A novel cycloheptapeptide exerts strong anticancer activity via stimulation of multiple apoptotic pathways in caspase-3 deficient cancer cells.

Background: VR3848 is a novel cycloheptapeptide, isolated from a Euphorbiaceae plant, which can suppress proliferation of various tumor cells at nanomolar concentration. Due to its novelty and potency, the molecular process of tumor cell growth inhibition was investigated intensively.

Materials And Methods: MCF-7 cells, a caspase-3 deficient cancer cell line, were treated with VR3848. The genetic response was monitored using cDNA array analysis.

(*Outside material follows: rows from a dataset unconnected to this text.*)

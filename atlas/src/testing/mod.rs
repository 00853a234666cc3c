//! Test doubles for code built on atlas.
//!
//! [`FakeProvider`] answers chat, streaming and embeddings calls from queued
//! [`FakeResponse`]s and records what it was sent. [`AtlasFake`] is the handle
//! returned by [`Atlas::fake`](crate::Atlas::fake), with assertions over the
//! recorded traffic.

mod fake;
mod provider;
mod response;

pub use fake::AtlasFake;
pub use provider::{FakeProvider, RecordedKind, RecordedPayload, RecordedRequest};
pub use response::{FakeResponse, FakeResponseSequence, WhenEmpty};
//! Captured request calls and their replay into a [`PendingRequest`].

use serde::{Deserialize, Serialize};
use serde_json::{Map, Value};

use crate::message::Message;
use crate::provider::{ChatRequest, EmbeddingRequest, ResponseFormat};
use crate::retry::RetryConfig;
use crate::schema::SchemaSpec;
use crate::tool::ToolDefinition;

/// One fluent configuration call, recorded for later replay.
#[derive(Debug, Clone, Serialize, Deserialize)]
#[serde(tag = "call", content = "args", rename_all = "snake_case")]
pub enum RequestCall {
    /// Select a provider and optionally a model. Without one the provider's
    /// default model is used, even if an earlier call picked another.
    Using {
        /// Provider name.
        provider: String,
        /// Model identifier.
        model: Option<String>,
    },
    /// Select a model on the current provider.
    WithModel(String),
    /// Set the system prompt.
    WithSystemPrompt(String),
    /// Append a user message.
    WithPrompt(String),
    /// Append prior messages.
    WithMessages(Vec<Message>),
    /// Limit the response length.
    WithMaxTokens(u32),
    /// Set the sampling temperature.
    UsingTemperature(f32),
    /// Set nucleus sampling.
    UsingTopP(f32),
    /// Expose registered tools by name.
    WithTools(Vec<String>),
    /// Request structured output matching a schema.
    WithSchema(SchemaSpec),
    /// Merge provider-specific options.
    WithProviderOptions(Map<String, Value>),
    /// Retry the provider call on failure.
    WithClientRetry(RetryConfig),
    /// Allow up to this many tool round-trips.
    WithMaxSteps(u32),
    /// Append embedding inputs.
    WithInput(Vec<String>),
    /// Request embedding dimensions.
    WithDimensions(u32),
}

impl RequestCall {
    /// Method-style name of the call, used in logs.
    #[must_use]
    pub const fn name(&self) -> &'static str {
        match self {
            Self::Using { .. } => "using",
            Self::WithModel(_) => "with_model",
            Self::WithSystemPrompt(_) => "with_system_prompt",
            Self::WithPrompt(_) => "with_prompt",
            Self::WithMessages(_) => "with_messages",
            Self::WithMaxTokens(_) => "with_max_tokens",
            Self::UsingTemperature(_) => "using_temperature",
            Self::UsingTopP(_) => "using_top_p",
            Self::WithTools(_) => "with_tools",
            Self::WithSchema(_) => "with_schema",
            Self::WithProviderOptions(_) => "with_provider_options",
            Self::WithClientRetry(_) => "with_client_retry",
            Self::WithMaxSteps(_) => "with_max_steps",
            Self::WithInput(_) => "with_input",
            Self::WithDimensions(_) => "with_dimensions",
        }
    }
}

/// A request materialized from captured calls.
///
/// Scalar settings take the value of the last call that set them. Messages,
/// inputs, tools and provider options accumulate.
#[derive(Debug, Clone, Default, Serialize, Deserialize)]
pub struct PendingRequest {
    /// Provider name, if one was selected.
    pub provider: Option<String>,
    /// Model, if one was selected.
    pub model: Option<String>,
    /// System prompt.
    pub system_prompt: Option<String>,
    /// Conversation messages, in call order.
    pub messages: Vec<Message>,
    /// Response length limit.
    pub max_tokens: Option<u32>,
    /// Sampling temperature.
    pub temperature: Option<f32>,
    /// Nucleus sampling.
    pub top_p: Option<f32>,
    /// Tool names.
    pub tools: Vec<String>,
    /// Structured output schema.
    pub schema: Option<SchemaSpec>,
    /// Provider-specific options.
    pub provider_options: Map<String, Value>,
    /// Client retry.
    pub retry: Option<RetryConfig>,
    /// Tool round-trip limit.
    pub max_steps: Option<u32>,
    /// Embedding inputs.
    pub input: Vec<String>,
    /// Embedding dimensions.
    pub dimensions: Option<u32>,
}

impl PendingRequest {
    /// Replay `calls` in order onto an empty request.
    #[must_use]
    pub fn replay(calls: &[RequestCall]) -> Self {
        let mut request = Self::default();
        request.apply_all(calls);
        request
    }

    /// Apply `calls` in order.
    pub fn apply_all(&mut self, calls: &[RequestCall]) {
        for call in calls {
            self.apply(call.clone());
        }
    }

    /// Apply a single call.
    pub fn apply(&mut self, call: RequestCall) {
        match call {
            RequestCall::Using { provider, model } => {
                self.provider = Some(provider);
                self.model = model;
            }
            RequestCall::WithModel(model) => self.model = Some(model),
            RequestCall::WithSystemPrompt(prompt) => self.system_prompt = Some(prompt),
            RequestCall::WithPrompt(prompt) => self.messages.push(Message::user(prompt)),
            RequestCall::WithMessages(messages) => self.messages.extend(messages),
            RequestCall::WithMaxTokens(n) => self.max_tokens = Some(n),
            RequestCall::UsingTemperature(t) => self.temperature = Some(t),
            RequestCall::UsingTopP(p) => self.top_p = Some(p),
            RequestCall::WithTools(tools) => {
                for tool in tools {
                    if !self.tools.contains(&tool) {
                        self.tools.push(tool);
                    }
                }
            }
            RequestCall::WithSchema(schema) => self.schema = Some(schema),
            RequestCall::WithProviderOptions(options) => self.provider_options.extend(options),
            RequestCall::WithClientRetry(retry) => self.retry = Some(retry),
            RequestCall::WithMaxSteps(n) => self.max_steps = Some(n),
            RequestCall::WithInput(input) => self.input.extend(input),
            RequestCall::WithDimensions(n) => self.dimensions = Some(n),
        }
    }

    /// Build a chat request for `model`, attaching `tools` definitions.
    ///
    /// The system prompt, when set, is sent as the leading message.
    #[must_use]
    pub fn to_chat_request(&self, model: &str, tools: Vec<ToolDefinition>) -> ChatRequest {
        let mut messages = Vec::with_capacity(self.messages.len() + 1);
        if let Some(system) = &self.system_prompt {
            messages.push(Message::system(system.clone()));
        }
        messages.extend(self.messages.iter().cloned());

        let mut request = ChatRequest::new(model).messages(messages);
        request.max_tokens = self.max_tokens;
        request.temperature = self.temperature;
        request.top_p = self.top_p;
        if !tools.is_empty() {
            request = request.tools(tools);
        }
        if let Some(schema) = &self.schema {
            request = request.response_format(ResponseFormat::json_schema(
                schema.name.clone(),
                schema.schema.clone(),
            ));
        }
        request.provider_options(self.provider_options.clone())
    }

    /// Build an embeddings request for `model`.
    #[must_use]
    pub fn to_embedding_request(&self, model: &str) -> EmbeddingRequest {
        let mut request = EmbeddingRequest::new(model);
        request.input.clone_from(&self.input);
        request.dimensions = self.dimensions;
        request.provider_options.clone_from(&self.provider_options);
        request
    }
}
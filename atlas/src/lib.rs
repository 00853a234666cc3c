//! Atlas - agents, tools and pipeline hooks over a pluggable LLM provider layer.
//!
//! An [`Atlas`] holds four registries:
//!
//! - [`agent::AgentRegistry`]: named agents with a system prompt template,
//!   tools and provider settings.
//! - [`tool::ToolRegistry`]: typed tools the model may call.
//! - [`pipeline::PipelineRegistry`]: ordered middleware attached to named
//!   events such as `agent.before_execute` or `text.after_text`.
//! - [`provider::ProviderRegistry`]: the chat and embedding clients.
//!
//! Every call is stateless. Conversation history, prompt variables and
//! metadata travel in an [`ExecutionContext`] supplied by the caller.
//!
//! ```rust,ignore
//! use atlas::prelude::*;
//!
//! let atlas = Atlas::builder()
//!     .chat_provider("openai", client)
//!     .agent(Agent::new("support").system_prompt("You help {user_name}."))
//!     .build()?;
//!
//! let reply = atlas
//!     .agent("support")?
//!     .with_variable("user_name", "Ada")
//!     .chat("Where is my order?")
//!     .await?;
//!
//! let summary = atlas
//!     .text()
//!     .with_prompt("Summarise the Odyssey in one line")
//!     .as_text()
//!     .await?;
//! ```
//!
//! In tests, [`Atlas::fake`] swaps every provider for a scripted
//! [`testing::FakeProvider`] and records what was sent.

pub mod agent;
mod atlas;
pub mod config;
pub mod context;
pub mod error;
pub mod message;
pub mod pipeline;
pub mod prelude;
pub mod provider;
pub mod proxy;
pub mod retry;
pub mod schema;
pub mod stream;
pub mod testing;
pub mod tool;
pub mod usage;

pub use atlas::{Atlas, AtlasBuilder};
pub use config::AtlasConfig;
pub use context::ExecutionContext;
pub use error::{Error, ProviderError, Result, ToolError};
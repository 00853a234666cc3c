//! A provider that answers from canned responses and records every request.

use std::collections::HashMap;
use std::fmt;
use std::sync::{Mutex, MutexGuard, PoisonError};

use async_trait::async_trait;
use tracing::debug;

use crate::error::{ProviderError, Result};
use crate::message::Role;
use crate::provider::{
    ChatProvider, ChatRequest, ChatResponse, EmbeddingProvider, EmbeddingRequest,
    EmbeddingResponse,
};
use crate::stream::{ChatStream, StreamChunk};

use super::response::{FakeResponse, FakeResponseSequence};

/// Vector length used when a chat response is consumed by an embeddings call.
const PLACEHOLDER_DIMENSIONS: u32 = 8;

/// Which provider entry point a request went through.
#[derive(Debug, Clone, Copy, PartialEq, Eq)]
pub enum RecordedKind {
    /// [`ChatProvider::chat`].
    Chat,
    /// [`ChatProvider::chat_stream`].
    Stream,
    /// [`EmbeddingProvider::embed`].
    Embeddings,
}

/// The request body a fake received.
#[derive(Debug, Clone, PartialEq)]
pub enum RecordedPayload {
    /// A chat or streaming request.
    Chat(ChatRequest),
    /// An embeddings request.
    Embeddings(EmbeddingRequest),
}

/// One request seen by a [`FakeProvider`].
#[derive(Debug, Clone, PartialEq)]
pub struct RecordedRequest {
    /// Entry point used.
    pub kind: RecordedKind,
    /// Agent that issued the request, if any.
    pub agent: Option<String>,
    /// The request itself.
    pub payload: RecordedPayload,
}

impl RecordedRequest {
    /// The chat request, if this was a chat or stream call.
    #[must_use]
    pub const fn chat(&self) -> Option<&ChatRequest> {
        match &self.payload {
            RecordedPayload::Chat(request) => Some(request),
            RecordedPayload::Embeddings(_) => None,
        }
    }

    /// The embeddings request, if this was an embeddings call.
    #[must_use]
    pub const fn embeddings(&self) -> Option<&EmbeddingRequest> {
        match &self.payload {
            RecordedPayload::Embeddings(request) => Some(request),
            RecordedPayload::Chat(_) => None,
        }
    }

    /// Model named by the request.
    #[must_use]
    pub fn model(&self) -> &str {
        match &self.payload {
            RecordedPayload::Chat(request) => &request.model,
            RecordedPayload::Embeddings(request) => &request.model,
        }
    }

    /// Text of the last user message of a chat request.
    #[must_use]
    pub fn prompt(&self) -> Option<&str> {
        self.chat()?
            .messages
            .iter()
            .rev()
            .find(|m| m.role == Role::User)
            .and_then(|m| m.content.as_deref())
    }

    /// System prompt of a chat request.
    #[must_use]
    pub fn system_prompt(&self) -> Option<&str> {
        self.chat().and_then(ChatRequest::system_prompt)
    }
}

#[derive(Debug, Default)]
struct FakeState {
    default: FakeResponseSequence,
    agents: HashMap<String, FakeResponseSequence>,
    recorded: Vec<RecordedRequest>,
}

impl FakeState {
    fn next_response(&mut self, agent: Option<&str>) -> FakeResponse {
        match agent.and_then(|key| self.agents.get_mut(key)) {
            Some(sequence) => sequence.next_response(),
            None => self.default.next_response(),
        }
    }
}

/// A chat and embeddings provider backed by [`FakeResponseSequence`]s.
///
/// Requests issued by an agent with its own sequence are answered from that
/// sequence; everything else uses the default sequence.
///
/// ```rust,ignore
/// let fake = FakeProvider::new().with_responses(["Hello!", "Goodbye!"]);
/// let response = fake.chat(&ChatRequest::new("any").user("hi")).await?;
/// assert_eq!(response.text().as_deref(), Some("Hello!"));
/// ```
pub struct FakeProvider {
    name: String,
    state: Mutex<FakeState>,
}

impl Default for FakeProvider {
    fn default() -> Self {
        Self::new()
    }
}

impl FakeProvider {
    /// Create a fake named `fake` with an empty default sequence.
    #[must_use]
    pub fn new() -> Self {
        Self {
            name: "fake".to_owned(),
            state: Mutex::new(FakeState::default()),
        }
    }

    /// Rename the fake.
    #[must_use]
    pub fn with_name(mut self, name: impl Into<String>) -> Self {
        self.name = name.into();
        self
    }

    /// Queue responses on the default sequence.
    #[must_use]
    pub fn with_responses<I, R>(self, responses: I) -> Self
    where
        I: IntoIterator<Item = R>,
        R: Into<FakeResponse>,
    {
        for response in responses {
            self.push(response);
        }
        self
    }

    /// Queue one response on the default sequence.
    pub fn push(&self, response: impl Into<FakeResponse>) {
        self.state().default.push(response);
    }

    /// Replace the default sequence.
    pub fn set_sequence(&self, sequence: FakeResponseSequence) {
        self.state().default = sequence;
    }

    /// Answer requests from `agent` with `sequence`.
    pub fn set_agent_sequence(&self, agent: impl Into<String>, sequence: FakeResponseSequence) {
        self.state().agents.insert(agent.into(), sequence);
    }

    /// Every request received so far, oldest first.
    #[must_use]
    pub fn recorded(&self) -> Vec<RecordedRequest> {
        self.state().recorded.clone()
    }

    /// Forget recorded requests and queued responses.
    pub fn reset(&self) {
        *self.state() = FakeState::default();
    }

    fn state(&self) -> MutexGuard<'_, FakeState> {
        self.state.lock().unwrap_or_else(PoisonError::into_inner)
    }

    fn answer(&self, kind: RecordedKind, agent: Option<String>, payload: RecordedPayload) -> FakeResponse {
        let mut state = self.state();
        let response = state.next_response(agent.as_deref());
        debug!(provider = %self.name, ?kind, agent = ?agent, "fake provider answering");
        state.recorded.push(RecordedRequest {
            kind,
            agent,
            payload,
        });
        response
    }

    fn expect_chat(&self, response: FakeResponse) -> Result<ChatResponse> {
        match response {
            FakeResponse::Chat(chat) => Ok(chat),
            FakeResponse::Error(err) => Err(err.for_provider(self.name.clone()).into()),
            FakeResponse::Embeddings(_) => Err(ProviderError::response_format(
                "a chat response",
                "embeddings",
            )
            .for_provider(self.name.clone())
            .into()),
        }
    }
}

/// Split a chat response into the chunks a streaming provider would send.
fn chunks_for(response: &ChatResponse) -> Vec<StreamChunk> {
    let mut chunks = Vec::new();
    if let Some(text) = response.message.content.as_deref() {
        chunks.extend(text.split_inclusive(' ').map(StreamChunk::text));
    }
    for (index, call) in response.tool_calls().unwrap_or_default().iter().enumerate() {
        chunks.push(StreamChunk::tool_use_start(index, &call.id, &call.name));
        chunks.push(StreamChunk::tool_use_delta(index, call.arguments_value().to_string()));
    }
    if let Some(usage) = response.usage {
        chunks.push(StreamChunk::Usage(usage));
    }
    chunks.push(StreamChunk::done(Some(response.stop_reason)));
    chunks
}

#[async_trait]
impl ChatProvider for FakeProvider {
    async fn chat(&self, request: &ChatRequest) -> Result<ChatResponse> {
        let agent = request.agent().map(str::to_owned);
        let response = self.answer(
            RecordedKind::Chat,
            agent,
            RecordedPayload::Chat(request.clone()),
        );
        self.expect_chat(response)
    }

    async fn chat_stream(&self, request: &ChatRequest) -> Result<ChatStream> {
        let agent = request.agent().map(str::to_owned);
        let response = self.answer(
            RecordedKind::Stream,
            agent,
            RecordedPayload::Chat(request.clone()),
        );
        let chat = self.expect_chat(response)?;
        let chunks = chunks_for(&chat);
        Ok(Box::pin(futures::stream::iter(chunks.into_iter().map(Ok))))
    }

    fn provider_name(&self) -> &str {
        &self.name
    }

    fn default_model(&self) -> &str {
        "fake-model"
    }

    fn supports_streaming(&self) -> bool {
        true
    }
}

#[async_trait]
impl EmbeddingProvider for FakeProvider {
    async fn embed(&self, request: &EmbeddingRequest) -> Result<EmbeddingResponse> {
        let response = self.answer(
            RecordedKind::Embeddings,
            None,
            RecordedPayload::Embeddings(request.clone()),
        );
        match response {
            FakeResponse::Embeddings(embeddings) => Ok(embeddings),
            FakeResponse::Error(err) => Err(err.for_provider(self.name.clone()).into()),
            FakeResponse::Chat(_) => {
                let dimensions = request.dimensions.unwrap_or(PLACEHOLDER_DIMENSIONS) as usize;
                Ok(EmbeddingResponse::new(vec![
                    vec![0.0; dimensions];
                    request.input.len()
                ]))
            }
        }
    }

    fn provider_name(&self) -> &str {
        &self.name
    }

    fn default_embedding_model(&self) -> &str {
        "fake-embedding"
    }
}

impl fmt::Debug for FakeProvider {
    fn fmt(&self, f: &mut fmt::Formatter<'_>) -> fmt::Result {
        let state = self.state();
        f.debug_struct("FakeProvider")
            .field("name", &self.name)
            .field("queued", &state.default.remaining())
            .field("agents", &state.agents.len())
            .field("recorded", &state.recorded.len())
            .finish()
    }
}
//! Embedding request/response types and the [`EmbeddingProvider`] trait.

use async_trait::async_trait;
use serde::{Deserialize, Serialize};
use serde_json::{Map, Value};

use crate::error::Result;
use crate::usage::Usage;

/// A request to embed one or more inputs.
#[derive(Debug, Clone, Default, PartialEq, Serialize, Deserialize)]
pub struct EmbeddingRequest {
    /// Embedding model identifier.
    #[serde(default)]
    pub model: String,
    /// Inputs to embed, in order.
    #[serde(default)]
    pub input: Vec<String>,
    /// Requested vector dimensions, when the model supports it.
    #[serde(skip_serializing_if = "Option::is_none")]
    pub dimensions: Option<u32>,
    /// Provider-specific options passed through untouched.
    #[serde(default, skip_serializing_if = "Map::is_empty")]
    pub provider_options: Map<String, Value>,
}

impl EmbeddingRequest {
    /// Creates a new request for the given model.
    #[must_use]
    pub fn new(model: impl Into<String>) -> Self {
        Self {
            model: model.into(),
            ..Default::default()
        }
    }

    /// Appends an input.
    #[must_use]
    pub fn input(mut self, text: impl Into<String>) -> Self {
        self.input.push(text.into());
        self
    }
}

/// Embedding vectors returned by a provider, one per input.
#[derive(Debug, Clone, Default, PartialEq, Serialize, Deserialize)]
pub struct EmbeddingResponse {
    /// One vector per input, in input order.
    pub embeddings: Vec<Vec<f32>>,
    /// Token usage.
    #[serde(skip_serializing_if = "Option::is_none")]
    pub usage: Option<Usage>,
}

impl EmbeddingResponse {
    /// Creates a response from vectors.
    #[must_use]
    pub const fn new(embeddings: Vec<Vec<f32>>) -> Self {
        Self {
            embeddings,
            usage: None,
        }
    }

    /// Returns the first vector, if any.
    #[must_use]
    pub fn first(&self) -> Option<&[f32]> {
        self.embeddings.first().map(Vec::as_slice)
    }
}

/// Trait for providers that can produce embeddings.
#[async_trait]
pub trait EmbeddingProvider: Send + Sync {
    /// Embed every input of the request.
    async fn embed(&self, request: &EmbeddingRequest) -> Result<EmbeddingResponse>;

    /// Get the name of this provider.
    fn provider_name(&self) -> &str;

    /// Get the default embedding model for this provider.
    fn default_embedding_model(&self) -> &str;
}

/// Type alias for an Arc-wrapped [`EmbeddingProvider`].
pub type SharedEmbeddingProvider = std::sync::Arc<dyn EmbeddingProvider>;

Results: Expression alterations of caspase, bcl-2 family members, death receptor, death adaptor, death ligands, stress response, cell cycle machinery, mitogen-activated protein kinases (MAPKs) and proto-oncogene were found which can be linked into three apoptotic pathways. The first was the death receptor-mediated pathway, which was confirmed by functional inhibition of caspase-8 and -10. The second pathway was via ER-stress apoptosis demonstrated by up-regulation of ER-stress genes and the release of caspase-12 into the cytoplasm. The third pathway involved mitochondrial membrane leakage which was elucidated by down-regulation of anti-apoptotic bcl-2 and an increased level of cytosolic apoptosis-inducing factor (AIF). Cell cycle arrest was observed which may have been a direct effect of VR3848 or a consequence of DNA strand breaks which in turn stimulated cell cycle arrest.

Conclusion: VR3848 inhibited MCF-7 cancer cell growth through an activation of three related apoptotic pathways.